In the digital world, advantage will be largely determined by the application of a nation’s or coalition’s knowledge and skills. Engendering mechanisms that support collaborative behaviours and team dynamics will influence outcomes far more than commercial programme regulation. Traditional transactional relationships between MOD and industry in the digital domain will have an increasingly limited life. The digital capability uplifts required to compete with our adversaries will therefore rely on the utilisation of agile environments where all the national skills necessary to win are harnessed effectively. 

This might mean applying rapid in-service upgrades to cyber defensive and offensive capabilities, or better determining what is trusted intelligence and triaged courses of action. It includes providing the right technical support to the front line. Overall, it all calls for a more intertwined relationship that extends beyond typical transactional models.

As software product and support programmes transition to agile evolution programmes and hardware solutions increasingly support flexibility – meaning those who develop hardware products may not control downstream solutions – then industry needs to be given confidence to invest.

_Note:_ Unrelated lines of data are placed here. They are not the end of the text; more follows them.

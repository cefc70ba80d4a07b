// Trace console: `log` sink for the kernel's scheduling trace
use std::collections::VecDeque;
use std::fmt::Write;

use conquer_once::spin::OnceCell;
use lazy_static::lazy_static;
use log::{LevelFilter, Log, Metadata, Record};
use spin::Mutex;

/// Trace lines kept in memory; older ones are dropped first.
pub const HISTORY_LIMIT: usize = 4096;

/// Where trace lines go
pub struct Console {
    echo: bool,
    history: VecDeque<String>,
    keep_history: bool,
}

impl Console {
    pub fn new() -> Self {
        Self {
            echo: true,
            history: VecDeque::with_capacity(HISTORY_LIMIT),
            keep_history: false,
        }
    }

    fn write_line(&mut self, line: String) {
        if self.echo {
            println!("{}", line);
        }
        if self.keep_history {
            if self.history.len() == HISTORY_LIMIT {
                self.history.pop_front();
            }
            self.history.push_back(line);
        }
    }
}

impl Default for Console {
    fn default() -> Self {
        Self::new()
    }
}

lazy_static! {
    pub static ref CONSOLE: Mutex<Console> = Mutex::new(Console::new());
}

static LOGGER: ConsoleLogger = ConsoleLogger;
/// Set by the first `init`: whether the console owns the `log` facade.
static OWNS_FACADE: OnceCell<bool> = OnceCell::uninit();

struct ConsoleLogger;

impl Log for ConsoleLogger {
    fn enabled(&self, metadata: &Metadata) -> bool {
        metadata.level() <= log::max_level()
    }

    fn log(&self, record: &Record) {
        if !self.enabled(record.metadata()) {
            return;
        }
        let mut line = String::new();
        let _ = write!(line, "[{:<5}] {}", record.level(), record.args());
        CONSOLE.lock().write_line(line);
    }

    fn flush(&self) {}
}

/// Installs the console as the global logger and sets the level. Later
/// calls only change the level. Returns whether trace lines reach the
/// console, which is false when another logger took the facade first.
pub fn init(level: LevelFilter) -> bool {
    let _ = OWNS_FACADE.try_init_once(|| log::set_logger(&LOGGER).is_ok());
    log::set_max_level(level);
    is_installed()
}

pub fn is_installed() -> bool {
    OWNS_FACADE.try_get().map_or(false, |owns| *owns)
}

/// Turns stdout echo on or off.
pub fn set_echo(echo: bool) {
    CONSOLE.lock().echo = echo;
}

/// Starts or stops keeping trace lines in memory.
pub fn set_history(keep: bool) {
    let mut console = CONSOLE.lock();
    console.keep_history = keep;
    if !keep {
        console.history.clear();
    }
}

/// Drains the lines kept so far.
pub fn take_history() -> Vec<String> {
    CONSOLE.lock().history.drain(..).collect()
}

#[cfg(test)]
mod tests {
    use super::*;

    #[test]
    fn history_captures_trace_lines() {
        assert!(init(LevelFilter::Info));
        assert!(is_installed());
        set_echo(false);
        set_history(true);
        log::info!("Time {}: Process {} runs", 3, 1);
        log::debug!("filtered out");

        let lines = take_history();
        set_history(false);
        assert!(lines.iter().any(|line| line == "[INFO ] Time 3: Process 1 runs"));
        assert!(!lines.iter().any(|line| line.contains("filtered out")));
    }

    #[test]
    fn history_drops_oldest_lines() {
        let mut console = Console::new();
        console.echo = false;
        console.keep_history = true;
        for n in 0..HISTORY_LIMIT + 2 {
            console.write_line(n.to_string());
        }
        assert_eq!(console.history.len(), HISTORY_LIMIT);
        assert_eq!(console.history.front().map(String::as_str), Some("2"));
    }
}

This calls for an enhanced level of trust from both sides, with the MOD demonstrating that if industry applies the right skills and behaviours and continues to produce fit-for-purpose solutions, it will grow and provide shareholder return. 

Building on success stories with a rethought model

In many parts of government, there are excellent examples of such collaboration already bearing fruit. Despite priorities changing daily, products have been delivered to the front line in weeks or even days. Industry’s responsibility extends to providing the skills necessary, which it does by building and maintaining a wide ecosystem of suppliers – many of whom may otherwise be unable to participate in government projects due to various challenges. 

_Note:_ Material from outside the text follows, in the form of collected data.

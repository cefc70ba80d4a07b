// Round-robin process scheduler for rrkernel
use log::info;

use crate::error::KernelError;
use crate::process::pcb::{Clock, Pid, ProcessState, ProcessTable};
use crate::process::ready_queue::ReadyQueue;

/// Process table, ready queue and the CPU's current occupant.
///
/// `current` is `None` while the CPU idles. Only [`Scheduler::choose_next_process`]
/// moves a process into `Running`.
#[derive(Debug)]
pub struct Scheduler {
    table: ProcessTable,
    ready: ReadyQueue,
    current: Option<Pid>,
    quantum: Clock,
    stats: SchedulerStats,
}

impl Scheduler {
    pub fn new(capacity: usize, quantum: Clock) -> Self {
        Self {
            table: ProcessTable::new(capacity),
            ready: ReadyQueue::new(capacity),
            current: None,
            quantum,
            stats: SchedulerStats::default(),
        }
    }

    /// Clears every slot and the queue, then puts `pid` on the CPU at `clock`
    /// with no CPU time charged.
    pub fn reset(&mut self, pid: Pid, clock: Clock) -> Result<(), KernelError> {
        self.table.reset();
        self.ready.clear();
        self.stats = SchedulerStats::default();
        self.table.create(pid)?;
        if let Some(pcb) = self.table.get_mut(pid) {
            pcb.state = ProcessState::Running;
            pcb.quantum_start_time = clock;
        }
        self.current = Some(pid);
        Ok(())
    }

    /// Pops the ready queue and gives the CPU to the head, or idles.
    pub fn choose_next_process(&mut self, clock: Clock) -> Option<Pid> {
        self.current = self.ready.dequeue();
        match self.current {
            Some(pid) => {
                if let Some(pcb) = self.table.get_mut(pid) {
                    pcb.state = ProcessState::Running;
                    pcb.quantum_start_time = clock;
                }
                self.stats.dispatches += 1;
                info!("Time {}: Process {} runs", clock, pid);
            }
            None => {
                self.stats.idle_dispatches += 1;
                info!("Time {}: Processor is idle", clock);
            }
        }
        self.current
    }

    /// Marks `pid` Ready and appends it to the queue.
    pub fn make_ready(&mut self, pid: Pid) -> Result<(), KernelError> {
        let pid = self.table.check(pid)?;
        if let Some(pcb) = self.table.get_mut(pid) {
            pcb.state = ProcessState::Ready;
        }
        self.ready.enqueue(pid)
    }

    /// Whether the running process has held the CPU for a full quantum.
    pub fn quantum_expired(&self, clock: Clock) -> bool {
        self.current
            .and_then(|pid| self.table.get(pid))
            .map_or(false, |pcb| pcb.elapsed(clock) >= self.quantum)
    }

    /// Charges the current process, sends it to the back of the queue and
    /// dispatches the next one.
    pub fn preempt_current(&mut self, clock: Clock) -> Result<Option<Pid>, KernelError> {
        let pid = match self.current {
            Some(pid) => pid,
            None => return Ok(None),
        };
        let slice = self.accrue(pid, clock);
        self.make_ready(pid)?;
        self.stats.preemptions += 1;
        info!("Time {}: Process {} preempted after {}", clock, pid, slice);
        Ok(self.choose_next_process(clock))
    }

    /// Charges the current process and parks it as Blocked. The caller
    /// dispatches once the device request is out.
    pub fn block_current(&mut self, clock: Clock) -> Result<Pid, KernelError> {
        let pid = self.current.ok_or(KernelError::NoCurrentProcess)?;
        if let Some(pcb) = self.table.get_mut(pid) {
            pcb.state = ProcessState::Blocked;
            pcb.accrue(clock);
        }
        info!("Time {}: Process {} blocks", clock, pid);
        Ok(pid)
    }

    /// Adds the running slice of `pid` to its CPU time.
    pub fn accrue(&mut self, pid: Pid, clock: Clock) -> Clock {
        self.table.get_mut(pid).map_or(0, |pcb| pcb.accrue(clock))
    }

    pub fn current(&self) -> Option<Pid> {
        self.current
    }

    pub fn is_idle(&self) -> bool {
        self.current.is_none()
    }

    /// Gives up the CPU without dispatching anyone.
    pub fn clear_current(&mut self) {
        self.current = None;
    }

    pub fn table(&self) -> &ProcessTable {
        &self.table
    }

    pub fn table_mut(&mut self) -> &mut ProcessTable {
        &mut self.table
    }

    pub fn ready(&self) -> &ReadyQueue {
        &self.ready
    }

    pub fn ready_mut(&mut self) -> &mut ReadyQueue {
        &mut self.ready
    }

    pub fn quantum(&self) -> Clock {
        self.quantum
    }

    pub fn stats(&self) -> SchedulerStats {
        self.stats
    }
}

/// Scheduler counters
#[derive(Debug, Clone, Copy, Default, PartialEq, Eq)]
pub struct SchedulerStats {
    /// Dispatches that put a process on the CPU
    pub dispatches: u64,
    /// Dispatches that found the queue empty
    pub idle_dispatches: u64,
    pub preemptions: u64,
}

#[cfg(test)]
mod tests {
    use super::*;

    fn scheduler() -> Scheduler {
        let mut scheduler = Scheduler::new(4, 40);
        scheduler.reset(Pid::INIT, 0).unwrap();
        scheduler
    }

    #[test]
    fn reset_runs_init_process() {
        let scheduler = scheduler();
        assert_eq!(scheduler.current(), Some(Pid::INIT));
        assert_eq!(scheduler.table().state(Pid::INIT), Some(ProcessState::Running));
        assert_eq!(scheduler.table().live_count(), 1);
        assert!(scheduler.ready().is_empty());
    }

    #[test]
    fn make_ready_rejects_pid_past_table() {
        let mut scheduler = scheduler();
        assert_eq!(
            scheduler.make_ready(Pid::new(4)),
            Err(KernelError::InvalidPid(4))
        );
        assert!(scheduler.ready().is_empty());
    }

    #[test]
    fn dispatch_on_empty_queue_idles() {
        let mut scheduler = scheduler();
        scheduler.block_current(5).unwrap();
        assert_eq!(scheduler.choose_next_process(5), None);
        assert!(scheduler.is_idle());
        assert_eq!(scheduler.stats().idle_dispatches, 1);
        assert_eq!(scheduler.table().get(Pid::INIT).unwrap().cpu_time_used, 5);
    }

    #[test]
    fn dispatch_stamps_quantum_start() {
        let mut scheduler = scheduler();
        let child = Pid::new(2);
        scheduler.table_mut().create(child).unwrap();
        scheduler.make_ready(child).unwrap();
        scheduler.block_current(12).unwrap();

        assert_eq!(scheduler.choose_next_process(12), Some(child));
        let pcb = scheduler.table().get(child).unwrap();
        assert_eq!(pcb.state, ProcessState::Running);
        assert_eq!(pcb.quantum_start_time, 12);
        assert_eq!(scheduler.stats().dispatches, 1);
    }

    #[test]
    fn quantum_boundary_is_inclusive() {
        let scheduler = scheduler();
        assert!(!scheduler.quantum_expired(39));
        assert!(scheduler.quantum_expired(40));
        assert!(scheduler.quantum_expired(41));
    }

    #[test]
    fn preempt_rotates_to_next_ready() {
        let mut scheduler = scheduler();
        let child = Pid::new(1);
        scheduler.table_mut().create(child).unwrap();
        scheduler.make_ready(child).unwrap();

        assert_eq!(scheduler.preempt_current(40), Ok(Some(child)));
        assert_eq!(scheduler.table().state(Pid::INIT), Some(ProcessState::Ready));
        assert_eq!(scheduler.table().get(Pid::INIT).unwrap().cpu_time_used, 40);
        assert_eq!(scheduler.ready().pids(), vec![Pid::INIT]);
    }

    #[test]
    fn block_without_current_is_fatal() {
        let mut scheduler = scheduler();
        scheduler.block_current(1).unwrap();
        scheduler.choose_next_process(1);
        assert_eq!(scheduler.block_current(2), Err(KernelError::NoCurrentProcess));
    }
}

Skills programmes that develop members of industry alongside MOD personnel further showcase the benefits of working towards mutual goals. Bringing talent together in this way, helps to create a shared understanding of what’s important, and what each party can bring to deliver the best sustainable capability in the defence and security of the nation.

The natural consequence of this collective ecosystem is a range of tools that support an MDI mode of working and that strengthen industry’s influence. However, effectively facilitating the above extent of collaboration may require rethinking or updating the models that are currently in place. The goal must be to empower speed, agility and trust in a digital/cyber context.

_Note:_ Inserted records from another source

// Trap codes carried in R1 when a process raises a trap
use std::fmt;

use crate::error::KernelError;

/// Kernel services a running process can request
#[derive(Debug, Clone, Copy, PartialEq, Eq)]
#[repr(u64)]
pub enum TrapKind {
    DiskRead = 0,     // R2 = block argument, blocks the caller
    DiskWrite = 1,    // non-blocking
    KeyboardRead = 2, // blocks the caller
    Fork = 3,         // R2 = child PID
    Exit = 4,         // R2 = PID to terminate
}

impl TrapKind {
    pub fn code(self) -> u64 {
        self as u64
    }

    /// Whether the trap takes the caller off the CPU.
    pub fn blocks(self) -> bool {
        matches!(self, TrapKind::DiskRead | TrapKind::KeyboardRead)
    }
}

impl TryFrom<u64> for TrapKind {
    type Error = KernelError;

    fn try_from(code: u64) -> Result<Self, Self::Error> {
        match code {
            0 => Ok(TrapKind::DiskRead),
            1 => Ok(TrapKind::DiskWrite),
            2 => Ok(TrapKind::KeyboardRead),
            3 => Ok(TrapKind::Fork),
            4 => Ok(TrapKind::Exit),
            _ => Err(KernelError::UnknownTrap(code)),
        }
    }
}

impl fmt::Display for TrapKind {
    fn fmt(&self, f: &mut fmt::Formatter) -> fmt::Result {
        match self {
            TrapKind::DiskRead => write!(f, "DISK_READ"),
            TrapKind::DiskWrite => write!(f, "DISK_WRITE"),
            TrapKind::KeyboardRead => write!(f, "KEYBOARD_READ"),
            TrapKind::Fork => write!(f, "FORK_PROGRAM"),
            TrapKind::Exit => write!(f, "END_PROGRAM"),
        }
    }
}

#[cfg(test)]
mod tests {
    use super::*;

    #[test]
    fn codes_decode_back() {
        for kind in [
            TrapKind::DiskRead,
            TrapKind::DiskWrite,
            TrapKind::KeyboardRead,
            TrapKind::Fork,
            TrapKind::Exit,
        ] {
            assert_eq!(TrapKind::try_from(kind.code()), Ok(kind));
        }
    }

    #[test]
    fn unknown_code_is_fatal() {
        assert_eq!(TrapKind::try_from(9), Err(KernelError::UnknownTrap(9)));
    }

    #[test]
    fn only_reads_block() {
        assert!(TrapKind::DiskRead.blocks());
        assert!(TrapKind::KeyboardRead.blocks());
        assert!(!TrapKind::DiskWrite.blocks());
        assert!(!TrapKind::Fork.blocks());
    }
}
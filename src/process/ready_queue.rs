// FIFO ready queue backed by a fixed-capacity ring buffer
use crossbeam_queue::ArrayQueue;

use crate::error::KernelError;
use crate::process::pcb::Pid;

/// Runnable processes in arrival order.
///
/// The ring holds at most one entry per process slot. `queued` mirrors ring
/// membership so a second enqueue of the same PID is caught instead of
/// silently duplicating it.
#[derive(Debug)]
pub struct ReadyQueue {
    ring: ArrayQueue<Pid>,
    queued: Vec<bool>,
}

impl ReadyQueue {
    /// `capacity` must match the process table and be non-zero.
    pub fn new(capacity: usize) -> Self {
        Self {
            ring: ArrayQueue::new(capacity),
            queued: vec![false; capacity],
        }
    }

    /// Appends `pid` at the tail.
    pub fn enqueue(&mut self, pid: Pid) -> Result<(), KernelError> {
        let member = self
            .queued
            .get_mut(pid.index())
            .ok_or(KernelError::InvalidPid(pid.index() as u64))?;
        if *member {
            return Err(KernelError::AlreadyQueued(pid));
        }
        self.ring.push(pid).map_err(KernelError::QueueOverflow)?;
        *member = true;
        Ok(())
    }

    /// Removes the head, or `None` when nothing is ready (the CPU goes idle).
    pub fn dequeue(&mut self) -> Option<Pid> {
        let pid = self.ring.pop()?;
        self.queued[pid.index()] = false;
        Some(pid)
    }

    /// Takes `pid` out of the queue wherever it sits, keeping the order of
    /// everyone else. Returns whether it was queued.
    pub fn remove(&mut self, pid: Pid) -> Result<bool, KernelError> {
        if !self.contains(pid) {
            return Ok(false);
        }
        for _ in 0..self.ring.len() {
            if let Some(next) = self.ring.pop() {
                if next != pid {
                    self.ring.push(next).map_err(KernelError::QueueOverflow)?;
                }
            }
        }
        self.queued[pid.index()] = false;
        Ok(true)
    }

    pub fn contains(&self, pid: Pid) -> bool {
        self.queued.get(pid.index()).copied().unwrap_or(false)
    }

    pub fn len(&self) -> usize {
        self.ring.len()
    }

    pub fn is_empty(&self) -> bool {
        self.ring.is_empty()
    }

    /// Snapshot of the queue from head to tail.
    pub fn pids(&self) -> Vec<Pid> {
        let mut pids = Vec::with_capacity(self.ring.len());
        for _ in 0..self.ring.len() {
            if let Some(pid) = self.ring.pop() {
                pids.push(pid);
            }
        }
        for &pid in &pids {
            // Room is guaranteed: every entry was just popped.
            let _ = self.ring.push(pid);
        }
        pids
    }

    pub fn clear(&mut self) {
        while self.ring.pop().is_some() {}
        self.queued.iter_mut().for_each(|member| *member = false);
    }
}
use std::process;

use log::LevelFilter;
use rrkernel::config::{KernelConfig, SimConfig};
use rrkernel::console;
use rrkernel::hardware::{Machine, Workload};

fn main() {
    console::init(LevelFilter::Info);
    println!("Welcome to rrkernel!");

    let booted = Machine::boot(KernelConfig::default(), SimConfig::default(), Workload::demo());
    let mut machine = match booted {
        Ok(machine) => machine,
        Err(e) => {
            eprintln!("boot failed: {}", e);
            process::exit(1);
        }
    };

    match machine.run() {
        Ok(report) => {
            println!("Halted at time {}", report.clock);
            for exit in &report.exits {
                println!(
                    "  PID {}: exited at {}, CPU time {}",
                    exit.pid, exit.clock, exit.cpu_time_used
                );
            }
            println!(
                "  {} dispatches, {} idle, {} preemptions, {} device requests",
                report.stats.dispatches,
                report.stats.idle_dispatches,
                report.stats.preemptions,
                report.requests.len()
            );
        }
        Err(e) => {
            eprintln!("Error: {}", e);
            process::exit(1);
        }
    }
}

Here, I suggest a concept of continuum, supporting very low-level competition to very high-level (all-out war) where different actors and tools – physical, virtual and cognitive – are selected, integrated and flexed optimally. This again requires government and industry to work closely in complete collaboration, driven by multi-disciplined teams providing close mission support. 

It’s vital that we look ahead, determining each party’s responsibilities by examining the current and future threat environment, public spirit and military ways of working. We need a model which can rapidly flex and we need to start thinking about mechanics such as career development paths that support that flexibility – building on mutual trust and learning together. 

A federated approach

At the core of everything is open communication. Harnessing MDI effectively depends on our ability to share information – within government, within industry, and between the two. If we can’t share it we can’t exploit it; we will remain silo-ed and progress will stall. Skills development and re-training, improvements in data exploitation, intelligence at the edge – all of these critical components will benefit from the experimentation afforded by the enablement of information sharing.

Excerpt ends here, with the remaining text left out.